Work order: Only the lines holding "MetadataDelta" are wanted. Copy every one from the records below.

──────── Data listing ────────

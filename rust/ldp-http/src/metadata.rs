use ldp_rdf::{BlankNode, Literal, NamedNode, Quad, Term, vocab::ma};

/// Label of the subject used when metadata describes no particular resource.
pub const DEFAULT_METADATA_SUBJECT: &str = "representation";

/// Statements about a representation, all sharing one subject.
///
/// The content type is stored like any other statement, as `ma:format`.
#[derive(Debug, Clone, PartialEq, Eq)]
pub struct RepresentationMetadata {
    identifier: Term,
    properties: Vec<(NamedNode, Term)>,
}

impl Default for RepresentationMetadata {
    fn default() -> Self {
        Self {
            identifier: BlankNode::new(DEFAULT_METADATA_SUBJECT).into(),
            properties: Vec::new(),
        }
    }
}

impl RepresentationMetadata {
    /// Metadata for a representation of the given content type.
    pub fn new(content_type: &str) -> Self {
        let mut metadata = Self::default();
        metadata.set_content_type(content_type);
        metadata
    }

    /// The subject of every statement.
    pub fn identifier(&self) -> &Term {
        &self.identifier
    }

    /// The content type of the representation, if known.
    pub fn content_type(&self) -> Option<&str> {
        self.get(&ma::FORMAT).map(Term::value)
    }

    /// Replace the content type of the representation.
    pub fn set_content_type(&mut self, content_type: &str) {
        self.set(ma::FORMAT, Literal::string(content_type));
    }

    /// Add a statement. Existing statements with the same predicate are kept.
    pub fn add(&mut self, predicate: NamedNode, object: impl Into<Term>) {
        let object = object.into();
        if !self.properties.iter().any(|(p, o)| *p == predicate && *o == object) {
            self.properties.push((predicate, object));
        }
    }

    /// Replace every statement with the same predicate.
    pub fn set(&mut self, predicate: NamedNode, object: impl Into<Term>) {
        self.remove_all(&predicate);
        self.properties.push((predicate, object.into()));
    }

    /// Remove every statement with `predicate`.
    pub fn remove_all(&mut self, predicate: &NamedNode) {
        self.properties.retain(|(p, _)| p != predicate);
    }

    /// The first object stated for `predicate`.
    pub fn get(&self, predicate: &NamedNode) -> Option<&Term> {
        self.properties
            .iter()
            .find(|(p, _)| p == predicate)
            .map(|(_, object)| object)
    }

    /// Every object stated for `predicate`, in insertion order.
    pub fn get_all<'a>(&'a self, predicate: &NamedNode) -> impl Iterator<Item = &'a Term> {
        self.properties
            .iter()
            .filter(move |(p, _)| p == predicate)
            .map(|(_, object)| object)
    }

    /// Fold in the statements of `delta`.
    pub fn extend(&mut self, delta: MetadataDelta) {
        for (predicate, object) in delta {
            self.add(predicate, object);
        }
    }

    /// Number of statements.
    pub fn len(&self) -> usize {
        self.properties.len()
    }

    /// Whether there are no statements at all.
    pub fn is_empty(&self) -> bool {
        self.properties.is_empty()
    }

    /// The statements as quads.
    pub fn quads(&self) -> impl Iterator<Item = Quad> + '_ {
        self.properties
            .iter()
            .map(|(predicate, object)| Quad::new(self.identifier.clone(), predicate.clone(), object.clone()))
    }
}

/// Statements to be added to some [`RepresentationMetadata`].
///
/// Collectors return one of these instead of changing the metadata they are
/// given; the caller decides whether to apply it.
#[derive(Debug, Clone, Default, PartialEq, Eq)]
pub struct MetadataDelta(Vec<(NamedNode, Term)>);

impl MetadataDelta {
    /// Add a statement.
    pub fn add(&mut self, predicate: NamedNode, object: impl Into<Term>) {
        self.0.push((predicate, object.into()));
    }

    /// Iterate over the statements.
    pub fn iter(&self) -> impl Iterator<Item = (&NamedNode, &Term)> {
        self.0.iter().map(|(predicate, object)| (predicate, object))
    }

    /// Number of statements.
    pub fn len(&self) -> usize {
        self.0.len()
    }

    /// Whether the delta adds nothing.
    pub fn is_empty(&self) -> bool {
        self.0.is_empty()
    }
}

impl IntoIterator for MetadataDelta {
    type Item = (NamedNode, Term);
    type IntoIter = std::vec::IntoIter<(NamedNode, Term)>;

    fn into_iter(self) -> Self::IntoIter {
        self.0.into_iter()
    }
}

impl FromIterator<(NamedNode, Term)> for MetadataDelta {
    fn from_iter<T: IntoIterator<Item = (NamedNode, Term)>>(iter: T) -> Self {
        Self(iter.into_iter().collect())
    }
}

────────

Written response:
    pub fn extend(&mut self, delta: MetadataDelta) {
pub struct MetadataDelta(Vec<(NamedNode, Term)>);
impl MetadataDelta {
impl IntoIterator for MetadataDelta {
impl FromIterator<(NamedNode, Term)> for MetadataDelta {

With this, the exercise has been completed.